**TASK DIRECTIONS**
Repeat precisely the span of lines below that opens with the line containing "assert_eq!(resolved.endpoint, DEFAULT_ENDPOINT);" and closes with the line containing "assert_eq!(chinese.locale, Locale::Chinese);", both included.

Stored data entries
#![allow(clippy::unwrap_used)]
//! Config priority contract tests.
//!
//! Priority order (highest to lowest):
//! 1. Environment credentials and the `-c` flag
//! 2. Config file settings
//! 3. Built-in defaults

use fy_cli::config::{
    ConfigFile, Credentials, DEFAULT_ENDPOINT, DEFAULT_SALT, FyConfig, ResolveOptions,
    resolve_config,
};
use fy_cli::translation::Locale;
use std::path::PathBuf;

fn make_config_with_credentials() -> ConfigFile {
    ConfigFile {
        fy: FyConfig {
            endpoint: None,
            salt: None,
            cache_file: Some(PathBuf::from("/var/tmp/fy/translate.json")),
            timeout_secs: None,
            app_id: Some("config_app".to_string()),
            secret: Some("config_secret".to_string()),
        },
    }
}

#[test]
fn test_env_app_id_overrides_config_app_id() {
    let credentials = Credentials {
        app_id: Some("env_app".to_string()),
        secret: None,
    };

    let resolved = resolve_config(
        &ResolveOptions::default(),
        &credentials,
        &make_config_with_credentials(),
    )
    .unwrap();

    assert_eq!(resolved.app_id, "env_app");
    // Secret not set in env falls back to the config file
    assert_eq!(resolved.secret, "config_secret");
}

#[test]
fn test_env_secret_overrides_config_secret() {
    let credentials = Credentials {
        app_id: None,
        secret: Some("env_secret".to_string()),
    };

    let resolved = resolve_config(
        &ResolveOptions::default(),
        &credentials,
        &make_config_with_credentials(),
    )
    .unwrap();

    assert_eq!(resolved.app_id, "config_app");
    assert_eq!(resolved.secret, "env_secret");
}

#[test]
fn test_builtin_defaults_when_config_is_silent() {
    let resolved = resolve_config(
        &ResolveOptions::default(),
        &Credentials::default(),
        &make_config_with_credentials(),
    )
    .unwrap();

    assert_eq!(resolved.endpoint, DEFAULT_ENDPOINT);
    assert_eq!(resolved.salt, DEFAULT_SALT);
    assert_eq!(
        resolved.cache_file,
        PathBuf::from("/var/tmp/fy/translate.json")
    );
}

#[test]
fn test_flag_selects_target_locale() {
    let config = make_config_with_credentials();

    let english = resolve_config(
        &ResolveOptions { into_english: true },
        &Credentials::default(),
        &config,
    )
    .unwrap();
    let chinese = resolve_config(
        &ResolveOptions { into_english: false },
        &Credentials::default(),
        &config,
    )
    .unwrap();

    assert_eq!(english.locale, Locale::English);
    assert_eq!(english.locale.code(), "en");
    assert_eq!(chinese.locale, Locale::Chinese);
    assert_eq!(chinese.locale.code(), "zh");
}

**YOUR SOLUTION**
    assert_eq!(resolved.endpoint, DEFAULT_ENDPOINT);
    assert_eq!(resolved.salt, DEFAULT_SALT);
    assert_eq!(
        resolved.cache_file,
        PathBuf::from("/var/tmp/fy/translate.json")
    );
}

#[test]
fn test_flag_selects_target_locale() {
    let config = make_config_with_credentials();

    let english = resolve_config(
        &ResolveOptions { into_english: true },
        &Credentials::default(),
        &config,
    )
    .unwrap();
    let chinese = resolve_config(
        &ResolveOptions { into_english: false },
        &Credentials::default(),
        &config,
    )
    .unwrap();

    assert_eq!(english.locale, Locale::English);
    assert_eq!(english.locale.code(), "en");
    assert_eq!(chinese.locale, Locale::Chinese);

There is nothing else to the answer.